What to produce: All of the data is to be set down again without any alteration.

Collected data:
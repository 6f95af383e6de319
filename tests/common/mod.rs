//! Shared fixtures for the integration tests

#![allow(dead_code)]

use async_trait::async_trait;
use std::path::{Path, PathBuf};
use std::sync::atomic::{AtomicUsize, Ordering};
use std::sync::Arc;
use std::time::Duration;
use tokio::io::{AsyncReadExt, AsyncWriteExt};
use tokio::net::{TcpListener, UnixStream};
use tokio::task::JoinHandle;
use tunnel_agent::config::Config;
use tunnel_agent::control::{CommandHandler, ControlServer};
use tunnel_agent::directory::StaticDirectory;
use tunnel_agent::tunnel::{
    HostSession, PeerStateStore, TunnelConfig, TunnelProvider, TunnelRegistry, TunnelSession,
};

/// Config with one organization, `acme`
pub const ACME_CONFIG: &str = r#"
[agent]
region = "iad"

[organizations.acme]
id = "org-1"
name = "Acme Corp"
gateway_endpoint = "gw.example.com:51820"
gateway_public_key = "abcdefghijklmnopqrstuvwxyzABCDEFGHIJKLMNOPQ="
peer_ip = "10.10.0.2"
"#;

/// Provider counting how many sessions it opened. Sessions use the host
/// network, so tests can relay to local listeners.
#[derive(Default)]
pub struct CountingProvider {
    pub connects: AtomicUsize,
    pub delay: Duration,
}

impl CountingProvider {
    pub fn with_delay(delay: Duration) -> Self {
        Self {
            connects: AtomicUsize::new(0),
            delay,
        }
    }

    pub fn count(&self) -> usize {
        self.connects.load(Ordering::SeqCst)
    }
}

#[async_trait]
impl TunnelProvider for CountingProvider {
    async fn connect(&self, _config: &TunnelConfig) -> tunnel_agent::Result<Arc<dyn TunnelSession>> {
        self.connects.fetch_add(1, Ordering::SeqCst);
        tokio::time::sleep(self.delay).await;
        Ok(Arc::new(HostSession))
    }
}

/// A daemon running in-process on a temporary socket
pub struct TestAgent {
    pub socket_path: PathBuf,
    pub handler: Arc<CommandHandler>,
    pub provider: Arc<CountingProvider>,
    pub task: JoinHandle<tunnel_agent::Result<()>>,
}

impl TestAgent {
    pub async fn start(dir: &Path) -> Self {
        Self::start_with(dir, CountingProvider::default()).await
    }

    pub async fn start_with(dir: &Path, provider: CountingProvider) -> Self {
        let config = Config::parse(ACME_CONFIG).unwrap();
        let provider = Arc::new(provider);

        let registry = TunnelRegistry::new(
            Arc::new(StaticDirectory::from_config(&config)),
            provider.clone(),
            PeerStateStore::open(&dir.join("state")).unwrap(),
            config.agent.region.clone(),
        );
        let handler = Arc::new(CommandHandler::new(Arc::new(registry)));

        let socket_path = dir.join("agent.sock");
        let server = ControlServer::bind(&socket_path, handler.clone())
            .await
            .expect("Failed to bind control server");
        let task = tokio::spawn(server.serve());

        Self {
            socket_path,
            handler,
            provider,
            task,
        }
    }
}

/// Send one command and read everything the agent sends back
pub async fn send_command(socket_path: &Path, command: &str) -> String {
    let mut stream = UnixStream::connect(socket_path)
        .await
        .expect("Failed to connect to control socket");
    stream.write_all(command.as_bytes()).await.unwrap();

    let mut reply = String::new();
    tokio::time::timeout(Duration::from_secs(5), stream.read_to_string(&mut reply))
        .await
        .expect("Reply timeout")
        .unwrap();
    reply
}

/// TCP server echoing every connection back to itself
pub async fn echo_server() -> std::net::SocketAddr {
    let listener = TcpListener::bind("127.0.0.1:0").await.unwrap();
    let addr = listener.local_addr().unwrap();

    tokio::spawn(async move {
        while let Ok((stream, _)) = listener.accept().await {
            tokio::spawn(async move {
                let (mut reader, mut writer) = stream.into_split();
                let _ = tokio::io::copy(&mut reader, &mut writer).await;
            });
        }
    });

    addr
}

/// An address nothing listens on
pub fn closed_port() -> std::net::SocketAddr {
    let listener = std::net::TcpListener::bind("127.0.0.1:0").unwrap();
    listener.local_addr().unwrap()
}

Result:
repository 6f95af383e6de319
filename tests/common/mod.rs
//! Shared fixtures for the integration tests

#![allow(dead_code)]

use async_trait::async_trait;
use std::path::{Path, PathBuf};
use std::sync::atomic::{AtomicUsize, Ordering};
use std::sync::Arc;
use std::time::Duration;
use tokio::io::{AsyncReadExt, AsyncWriteExt};
use tokio::net::{TcpListener, UnixStream};
use tokio::task::JoinHandle;
use tunnel_agent::config::Config;
use tunnel_agent::control::{CommandHandler, ControlServer};
use tunnel_agent::directory::StaticDirectory;
use tunnel_agent::tunnel::{
    HostSession, PeerStateStore, TunnelConfig, TunnelProvider, TunnelRegistry, TunnelSession,
};

/// Config with one organization, `acme`
pub const ACME_CONFIG: &str = r#"
[agent]
region = "iad"

[organizations.acme]
id = "org-1"
name = "Acme Corp"
gateway_endpoint = "gw.example.com:51820"
gateway_public_key = "abcdefghijklmnopqrstuvwxyzABCDEFGHIJKLMNOPQ="
peer_ip = "10.10.0.2"
"#;

/// Provider counting how many sessions it opened. Sessions use the host
/// network, so tests can relay to local listeners.
#[derive(Default)]
pub struct CountingProvider {
    pub connects: AtomicUsize,
    pub delay: Duration,
}

impl CountingProvider {
    pub fn with_delay(delay: Duration) -> Self {
        Self {
            connects: AtomicUsize::new(0),
            delay,
        }
    }

    pub fn count(&self) -> usize {
        self.connects.load(Ordering::SeqCst)
    }
}

#[async_trait]
impl TunnelProvider for CountingProvider {
    async fn connect(&self, _config: &TunnelConfig) -> tunnel_agent::Result<Arc<dyn TunnelSession>> {
        self.connects.fetch_add(1, Ordering::SeqCst);
        tokio::time::sleep(self.delay).await;
        Ok(Arc::new(HostSession))
    }
}

/// A daemon running in-process on a temporary socket
pub struct TestAgent {
    pub socket_path: PathBuf,
    pub handler: Arc<CommandHandler>,
    pub provider: Arc<CountingProvider>,
    pub task: JoinHandle<tunnel_agent::Result<()>>,
}

impl TestAgent {
    pub async fn start(dir: &Path) -> Self {
        Self::start_with(dir, CountingProvider::default()).await
    }

    pub async fn start_with(dir: &Path, provider: CountingProvider) -> Self {
        let config = Config::parse(ACME_CONFIG).unwrap();
        let provider = Arc::new(provider);

        let registry = TunnelRegistry::new(
            Arc::new(StaticDirectory::from_config(&config)),
            provider.clone(),
            PeerStateStore::open(&dir.join("state")).unwrap(),
            config.agent.region.clone(),
        );
        let handler = Arc::new(CommandHandler::new(Arc::new(registry)));

        let socket_path = dir.join("agent.sock");
        let server = ControlServer::bind(&socket_path, handler.clone())
            .await
            .expect("Failed to bind control server");
        let task = tokio::spawn(server.serve());

        Self {
            socket_path,
            handler,
            provider,
            task,
        }
    }
}

/// Send one command and read everything the agent sends back
pub async fn send_command(socket_path: &Path, command: &str) -> String {
    let mut stream = UnixStream::connect(socket_path)
        .await
        .expect("Failed to connect to control socket");
    stream.write_all(command.as_bytes()).await.unwrap();

    let mut reply = String::new();
    tokio::time::timeout(Duration::from_secs(5), stream.read_to_string(&mut reply))
        .await
        .expect("Reply timeout")
        .unwrap();
    reply
}

/// TCP server echoing every connection back to itself
pub async fn echo_server() -> std::net::SocketAddr {
    let listener = TcpListener::bind("127.0.0.1:0").await.unwrap();
    let addr = listener.local_addr().unwrap();

    tokio::spawn(async move {
        while let Ok((stream, _)) = listener.accept().await {
            tokio::spawn(async move {
                let (mut reader, mut writer) = stream.into_split();
                let _ = tokio::io::copy(&mut reader, &mut writer).await;
            });
        }
    });

    addr
}

/// An address nothing listens on
pub fn closed_port() -> std::net::SocketAddr {
    let listener = std::net::TcpListener::bind("127.0.0.1:0").unwrap();
    listener.local_addr().unwrap()
}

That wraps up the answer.